Отвратительный запах невозможно смыть. Он цепляется за их тела, выдавая истинную сущность их классового бытия, вписанную в их привычки. Рассказ Джорджа Оруэлла в «Дороге на Уиган-пирс» (1937) колеблется между критическим неприятием токсичности идеологического нарратива о вонючих бедняках и признанием существования реальности, описываемой им. Вместо того чтобы рисовать идиллическую картину жизни рабочего класса, покровительствуя бедным, расссказ сопротивляется искушению дезодорировать их. В мире запахов пророчество о равенстве наталкивается на барьер неравенства, сопротивляющегося любому уравниванию. Оруэлл настаивает на том, что все социальные различия между правящим капиталистическим классом и управляемым рабочим классом можно преодолеть (или, скорее, отрицать). Зрение и слух можно обмануть, заставив полагать, что мы все в одной лодке. Даже чувство (эстетического) вкуса может быть легко обмануто признанием ценности культурного мира рабочего класса с его собственным комплексом эстетических привычек, гордо сосуществующих рядом с культурой правящего класса, их сферы аккуратно разделены и не конфликтуют. Осязание также требует строгого разделение между тем, что по праву принадлежит вам, и тем, что по праву принадлежит им. Зрение, слух. Вкус, осязание играют свою роль в отрицании классового антагонизма, но не наше обоняние. Запах фигурирует как маркер классового различия за пределами политико-идеологической дезодорации.

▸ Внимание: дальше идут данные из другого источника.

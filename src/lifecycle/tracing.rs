/// Initializes the tracing/logging infrastructure for the application.
///
/// - **Environment-based filtering**: controlled via the `RUST_LOG` environment
///   variable; without it only errors are printed
/// - **Compact format** without module paths
/// - **stderr output**, leaving stdout to the interactive menus
///
/// # Example
///
/// ```ignore
/// setup_tracing();
/// tracing::info!("Application started");
/// ```
pub fn setup_tracing() {
    tracing_subscriber::fmt()
        .with_env_filter(tracing_subscriber::EnvFilter::from_default_env())
        .with_target(false)
        .with_writer(std::io::stderr)
        .compact()
        .init();
}
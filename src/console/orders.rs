use super::{Console, ConsoleError};
use crate::catalog::MenuCatalog;
use crate::lifecycle::Restaurant;
use crate::model::{CustomerId, MenuItem, MenuItemId, OrderId};
use crate::orders::OrderError;
use std::io::{BufRead, Write};
use tracing::debug;

const OPTIONS: [&str; 5] = [
    "View Orders",
    "Delete Order by ID",
    "Update Order by ID",
    "Clear All Orders",
    "Back",
];

#[derive(Debug, Clone, Copy, PartialEq, Eq)]
enum OrderAction {
    View,
    Delete,
    Update,
    Clear,
    Back,
}

impl OrderAction {
    fn from_choice(choice: i32) -> Option<Self> {
        match choice {
            1 => Some(Self::View),
            2 => Some(Self::Delete),
            3 => Some(Self::Update),
            4 => Some(Self::Clear),
            5 => Some(Self::Back),
            _ => None,
        }
    }
}

impl<R: BufRead, W: Write> Console<R, W> {
    pub(super) fn create_order(&mut self, restaurant: &mut Restaurant) -> Result<(), ConsoleError> {
        let customer_id = CustomerId(self.ask_int("Enter customer ID: ")?);
        if !restaurant.roster.contains(customer_id) {
            return self.say("Customer not found!");
        }

        let items = self.pick_items(
            &restaurant.catalog,
            "Enter item ID (0 to finish): ",
            "Invalid item ID.",
        )?;
        match restaurant.orders.add(customer_id, items) {
            Ok(order_id) => {
                debug!(%order_id, "Order created");
                self.say("Order placed.")
            }
            Err(e) => self.say(order_error_message(&e)),
        }
    }

    pub(super) fn manage_orders(&mut self, restaurant: &mut Restaurant) -> Result<(), ConsoleError> {
        loop {
            let choice = self.choose("Order Management", &OPTIONS)?;
            let Some(action) = OrderAction::from_choice(choice) else {
                self.say("Invalid option.")?;
                continue;
            };
            debug!(?action, "Order management");
            match action {
                OrderAction::View => {
                    if restaurant.orders.is_empty() {
                        self.say("No orders.")?;
                    }
                    for order in restaurant.orders.list_all() {
                        self.say(order)?;
                    }
                }
                OrderAction::Delete => {
                    let id = self.ask_order_id("Enter Order ID to delete: ")?;
                    if restaurant.orders.remove_by_id(id) {
                        self.say("Order deleted.")?;
                    } else {
                        self.say("Order not found.")?;
                    }
                }
                OrderAction::Update => {
                    let id = self.ask_order_id("Enter Order ID to update: ")?;
                    if restaurant.orders.get(id).is_none() {
                        self.say("Order not found.")?;
                        continue;
                    }
                    let items = self.pick_items(
                        &restaurant.catalog,
                        "Enter new item ID (0 to finish): ",
                        "Invalid item.",
                    )?;
                    match restaurant.orders.update_items_by_id(id, items) {
                        Ok(()) => self.say("Order updated.")?,
                        Err(e) => self.say(order_error_message(&e))?,
                    }
                    // Single-shot: back to the main menu whatever the outcome.
                    return Ok(());
                }
                OrderAction::Clear => {
                    restaurant.orders.clear();
                    self.say("All orders cleared.")?;
                }
                OrderAction::Back => return Ok(()),
            }
        }
    }

    /// Collects snapshots of catalog items until the user enters 0.
    fn pick_items(
        &mut self,
        catalog: &MenuCatalog,
        question: &str,
        invalid: &str,
    ) -> Result<Vec<MenuItem>, ConsoleError> {
        let mut items = Vec::new();
        loop {
            let id = self.ask_int(question)?;
            if id == 0 {
                return Ok(items);
            }
            match catalog.search(MenuItemId(id)) {
                Some(item) => items.push(item.clone()),
                None => self.say(invalid)?,
            }
        }
    }

    /// Order ids are never negative, so a negative entry simply matches nothing.
    fn ask_order_id(&mut self, question: &str) -> Result<OrderId, ConsoleError> {
        let id = self.ask_int(question)?;
        Ok(OrderId(u32::try_from(id).unwrap_or(0)))
    }
}

fn order_error_message(error: &OrderError) -> &'static str {
    match error {
        OrderError::NoItemsSelected => "No items selected.",
        OrderError::NotFound(_) => "Order not found.",
    }
}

Представители низшего класса воняют, отмечает Оруэлл. Однако, подчеркивая тот факт, что отвратительный запах бедняков отвратителен и для самих бедняков, он считает, что разница в запахах может быть понятна только людям, принадлежащими к другому социальному классу: «И даже люди «низшего класса», о которых вы знали, что они довольно чистоплотны, например, слуги, были слегка неприятны. Запах их пота, сама текстура их кожи загадочным образом отличались от ваших». Хотя они и стараются не переходить черту, их «странным образом другой» запах неизменно делает именно это. Ссылаясь на Ки-Тэка, Дон-ик, отец семейства Пак, не уверен, как верно описать этот запах. Разговаривая с Ён-кё, своей женой, он говорит: «Этот запах, который стоит в машине, на что он похож?» — «На запах старика?» — «Нет, нет, это не так. Что это? Как старый редис? Нет. Знаешь, когда кипятишь тряпку? Она пахнет так. В любом случае, хотя он всегда кажется готов пересечь черту, он никогда ее не переступает. Это хорошо. Я отдаю ему должное. Но этот запах переходит черту».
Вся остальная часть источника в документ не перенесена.